▸ **WHAT NEEDS TO BE DONE**
Collect every line of the records below that contains the word "PeerInner".

Saved data entries

▼▼▼

impl PeerInner {
    fn register_connection(self: &Arc<Self>, connection: Arc<Connection>) -> u64 {
        let key = self.next_connection_key.fetch_add(1, Ordering::Relaxed);
        self.connections.insert(key, connection);
        if let Some(tx) = self.first_conn_tx.lock().as_ref() {
            let _ = tx.try_send(());
        }
        key
    }

    fn remove_connection_by_ptr(&self, connection: &Arc<Connection>) {
        let target = Arc::as_ptr(connection);
        let key = self
            .connections
            .iter()
            .find(|entry| Arc::as_ptr(entry.value()) == target)
            .map(|entry| *entry.key());
        if let Some(key) = key {
            self.connections.remove(&key);
        }
    }

    /// Find any other live connection to `remote`, used to re-home orphaned
    /// client-side channels after their connection drops (spec.md §9's open
    /// question (a), resolved in favor of not hanging indefinitely: if no
    /// alternate route exists the channel closes with an error instead).
    fn find_alternate_connection(&self, remote: PeerId) -> Option<Arc<Connection>> {
        self.connections
            .iter()
            .find(|entry| entry.value().remote_peer_id() == remote)
            .map(|entry| Arc::clone(entry.value()))
    }
}

/// A weak, non-owning handle to a [`PeerInner`], held by the router,
/// Connection driver, and listener tasks so none of them keep the `Peer`
/// itself alive (spec.md §9's note on the Channel↔Connection↔Peer cycle).
#[derive(Clone)]
pub(crate) struct WeakPeerHandle(Weak<PeerInner>);

impl WeakPeerHandle {
    fn upgrade(&self) -> Option<Arc<PeerInner>> {
        self.0.upgrade()
    }

    /// Register a freshly accepted inbound connection.
    pub(crate) async fn register_inbound_connection(&self, connection: Arc<Connection>) {
        let Some(inner) = self.upgrade() else {
            connection.disconnect();
            return;
        };
        info!(remote = %connection.remote_peer_id(), endpoint = %connection.endpoint(), "accepted connection");
        inner.register_connection(connection);
    }

    /// Deliver an inbound open-frame to the accept queue as a server-side
    /// channel, bound immediately to the connection it arrived on.
    pub(crate) async fn handle_open(&self, connection: Arc<Connection>, frame: Frame) {
        debug_assert_eq!(frame.kind, FrameKind::Open);
        let Some(inner) = self.upgrade() else { return };

        let service = frame.service.clone().unwrap_or_default();
        let channel = Channel::new(frame.channel_id, service, frame.headers.clone(), true);
        connection.link_channel(Arc::clone(&channel));

        let accept_tx = inner.accept_tx.lock().clone();
        let Some(accept_tx) = accept_tx else {
            channel.close(Some(DuplexError::state("peer is shutting down"))).await;
            return;
        };
        if accept_tx.send_async(PendingAccept { channel: Arc::clone(&channel) }).await.is_err() {
            channel.close(Some(DuplexError::state("peer is shutting down"))).await;
        }
    }

    /// A Connection's driver task has exited. Reconcile its orphaned
    /// channels: server-side channels simply close (their opener was this
    /// connection's remote, there is nowhere else to route them); client-side
    /// channels re-home onto another live connection to the same remote if
    /// one exists, else close with a routing error.
    pub(crate) async fn handle_connection_disposed(&self, connection: Arc<Connection>, orphaned: Vec<Arc<Channel>>) {
        let Some(inner) = self.upgrade() else { return };
        inner.remove_connection_by_ptr(&connection);
        warn!(remote = %connection.remote_peer_id(), endpoint = %connection.endpoint(), "connection disposed");

        for channel in orphaned {
            if channel.is_closed() {
                continue;
            }
            if channel.is_server() {
                channel.close(Some(DuplexError::state("connection dropped"))).await;
                continue;
            }
            match inner.find_alternate_connection(connection.remote_peer_id()) {
                Some(alternate) => alternate.link_channel(channel),
                None => {
                    channel
                        .close(Some(DuplexError::not_found("no alternate route to remote peer")))
                        .await;
                }
            }
        }
    }
}

/// A symmetric peer-to-peer messaging endpoint: binds listeners, dials
/// connections, and exposes the multiplexed-channel surface (spec.md §4.1).
#[derive(Clone)]
pub struct Peer(Arc<PeerInner>);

▲▲▲

▸ **REPLY**
impl PeerInner {
/// A weak, non-owning handle to a [`PeerInner`], held by the router,
pub(crate) struct WeakPeerHandle(Weak<PeerInner>);
    fn upgrade(&self) -> Option<Arc<PeerInner>> {
pub struct Peer(Arc<PeerInner>);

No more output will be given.